//! Application-side property values.
//!
//! `PropertyValue` is the value a mapped node or edge property holds inside
//! the application. Type systems convert it to and from their wire form.

use chrono::{DateTime, Utc};
use serde::{Deserialize, Serialize};
use std::collections::HashMap;
use std::fmt;

use crate::kinds::PropertyKind;

/// Application-native property value.
///
/// `Null` is the application's null-equivalent. `Integer` and `Long` are kept
/// apart so a property declared as a 32-bit integer never silently widens.
///
/// Equality is numeric across the two integer variants: `Integer(7)` equals
/// `Long(7)`, including inside lists and dictionaries. All other variants
/// compare structurally.
#[derive(Debug, Clone, Serialize, Deserialize)]
#[serde(untagged)]
pub enum PropertyValue {
    /// Absent value
    Null,

    /// Boolean value
    Bool(bool),

    /// 32-bit signed integer
    Integer(i32),

    /// 64-bit signed integer
    Long(i64),

    /// 64-bit floating point
    Float(f64),

    /// String value
    String(String),

    /// Ordered sequence of values
    List(Vec<PropertyValue>),

    /// String-keyed mapping of values
    Dictionary(HashMap<String, PropertyValue>),

    /// UTC timestamp
    ///
    /// Untagged deserialization never produces this variant since strings are
    /// matched first; timestamps enter through a type system's `to_datetime`.
    DateTime(DateTime<Utc>),
}

impl PropertyValue {
    /// Create a string value.
    pub fn string(value: impl Into<String>) -> Self {
        Self::String(value.into())
    }

    /// Create a list value.
    pub fn list(values: impl IntoIterator<Item = PropertyValue>) -> Self {
        Self::List(values.into_iter().collect())
    }

    /// Create a dictionary value.
    pub fn dictionary<K>(entries: impl IntoIterator<Item = (K, PropertyValue)>) -> Self
    where
        K: Into<String>,
    {
        Self::Dictionary(entries.into_iter().map(|(k, v)| (k.into(), v)).collect())
    }

    /// Check if this value is null.
    pub fn is_null(&self) -> bool {
        matches!(self, Self::Null)
    }

    /// The kind this value naturally belongs to.
    ///
    /// Booleans have no kind of their own and report `None`.
    pub fn kind(&self) -> Option<PropertyKind> {
        match self {
            Self::Null => Some(PropertyKind::Null),
            Self::Bool(_) => None,
            Self::Integer(_) => Some(PropertyKind::Integer),
            Self::Long(_) => Some(PropertyKind::Long),
            Self::Float(_) => Some(PropertyKind::Float),
            Self::String(_) => Some(PropertyKind::String),
            Self::List(_) => Some(PropertyKind::List),
            Self::Dictionary(_) => Some(PropertyKind::Dictionary),
            Self::DateTime(_) => Some(PropertyKind::DateTime),
        }
    }

    /// Short name of the variant, used in error messages.
    pub fn type_name(&self) -> &'static str {
        match self {
            Self::Null => "null",
            Self::Bool(_) => "bool",
            Self::Integer(_) => "integer",
            Self::Long(_) => "long",
            Self::Float(_) => "float",
            Self::String(_) => "string",
            Self::List(_) => "list",
            Self::Dictionary(_) => "dictionary",
            Self::DateTime(_) => "datetime",
        }
    }

    /// Try to get this value as a boolean.
    pub fn as_bool(&self) -> Option<bool> {
        match self {
            Self::Bool(b) => Some(*b),
            _ => None,
        }
    }

    /// Try to get this value as an i32.
    pub fn as_i32(&self) -> Option<i32> {
        match self {
            Self::Integer(i) => Some(*i),
            Self::Long(i) => i32::try_from(*i).ok(),
            _ => None,
        }
    }

    /// Try to get this value as an i64.
    pub fn as_i64(&self) -> Option<i64> {
        match self {
            Self::Long(i) => Some(*i),
            Self::Integer(i) => Some(i64::from(*i)),
            _ => None,
        }
    }

    /// Try to get this value as an f64.
    pub fn as_f64(&self) -> Option<f64> {
        match self {
            Self::Float(f) => Some(*f),
            _ => None,
        }
    }

    /// Try to get this value as a string reference.
    pub fn as_str(&self) -> Option<&str> {
        match self {
            Self::String(s) => Some(s),
            _ => None,
        }
    }

    /// Try to get this value as a list.
    pub fn as_list(&self) -> Option<&[PropertyValue]> {
        match self {
            Self::List(values) => Some(values),
            _ => None,
        }
    }

    /// Try to get this value as a dictionary.
    pub fn as_dictionary(&self) -> Option<&HashMap<String, PropertyValue>> {
        match self {
            Self::Dictionary(map) => Some(map),
            _ => None,
        }
    }

    /// Try to get this value as a DateTime.
    pub fn as_datetime(&self) -> Option<&DateTime<Utc>> {
        match self {
            Self::DateTime(dt) => Some(dt),
            _ => None,
        }
    }
}

impl PartialEq for PropertyValue {
    fn eq(&self, other: &Self) -> bool {
        match (self, other) {
            (Self::Null, Self::Null) => true,
            (Self::Bool(a), Self::Bool(b)) => a == b,
            (Self::Integer(a), Self::Integer(b)) => a == b,
            (Self::Long(a), Self::Long(b)) => a == b,
            (Self::Integer(a), Self::Long(b)) | (Self::Long(b), Self::Integer(a)) => {
                i64::from(*a) == *b
            }
            (Self::Float(a), Self::Float(b)) => a == b,
            (Self::String(a), Self::String(b)) => a == b,
            (Self::List(a), Self::List(b)) => a == b,
            (Self::Dictionary(a), Self::Dictionary(b)) => a == b,
            (Self::DateTime(a), Self::DateTime(b)) => a == b,
            _ => false,
        }
    }
}

/// Text rendering used when a value is stored as a string property.
///
/// Strings render verbatim, numbers and booleans in their JSON spelling,
/// timestamps as RFC 3339, and containers as compact JSON.
impl fmt::Display for PropertyValue {
    fn fmt(&self, f: &mut fmt::Formatter<'_>) -> fmt::Result {
        match self {
            Self::Null => f.write_str("null"),
            Self::Bool(b) => write!(f, "{b}"),
            Self::Integer(i) => write!(f, "{i}"),
            Self::Long(i) => write!(f, "{i}"),
            Self::Float(x) => match serde_json::Number::from_f64(*x) {
                Some(n) => write!(f, "{n}"),
                None => write!(f, "{x}"),
            },
            Self::String(s) => f.write_str(s),
            Self::DateTime(dt) => f.write_str(&dt.to_rfc3339()),
            Self::List(_) | Self::Dictionary(_) => {
                let text = serde_json::to_string(self).map_err(|_| fmt::Error)?;
                f.write_str(&text)
            }
        }
    }
}

impl From<bool> for PropertyValue {
    fn from(value: bool) -> Self {
        Self::Bool(value)
    }
}

impl From<i32> for PropertyValue {
    fn from(value: i32) -> Self {
        Self::Integer(value)
    }
}

impl From<i64> for PropertyValue {
    fn from(value: i64) -> Self {
        Self::Long(value)
    }
}

impl From<f64> for PropertyValue {
    fn from(value: f64) -> Self {
        Self::Float(value)
    }
}

impl From<&str> for PropertyValue {
    fn from(value: &str) -> Self {
        Self::String(value.to_string())
    }
}

impl From<String> for PropertyValue {
    fn from(value: String) -> Self {
        Self::String(value)
    }
}

impl From<DateTime<Utc>> for PropertyValue {
    fn from(value: DateTime<Utc>) -> Self {
        Self::DateTime(value)
    }
}

impl<T: Into<PropertyValue>> From<Vec<T>> for PropertyValue {
    fn from(values: Vec<T>) -> Self {
        Self::List(values.into_iter().map(Into::into).collect())
    }
}

impl<T: Into<PropertyValue>> From<Option<T>> for PropertyValue {
    fn from(value: Option<T>) -> Self {
        value.map_or(Self::Null, Into::into)
    }
}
========
Find the word "other" in the listing and copy each line that contains it.

/// `Long(7)`, including inside lists and dictionaries. All other variants
    fn eq(&self, other: &Self) -> bool {
        match (self, other) {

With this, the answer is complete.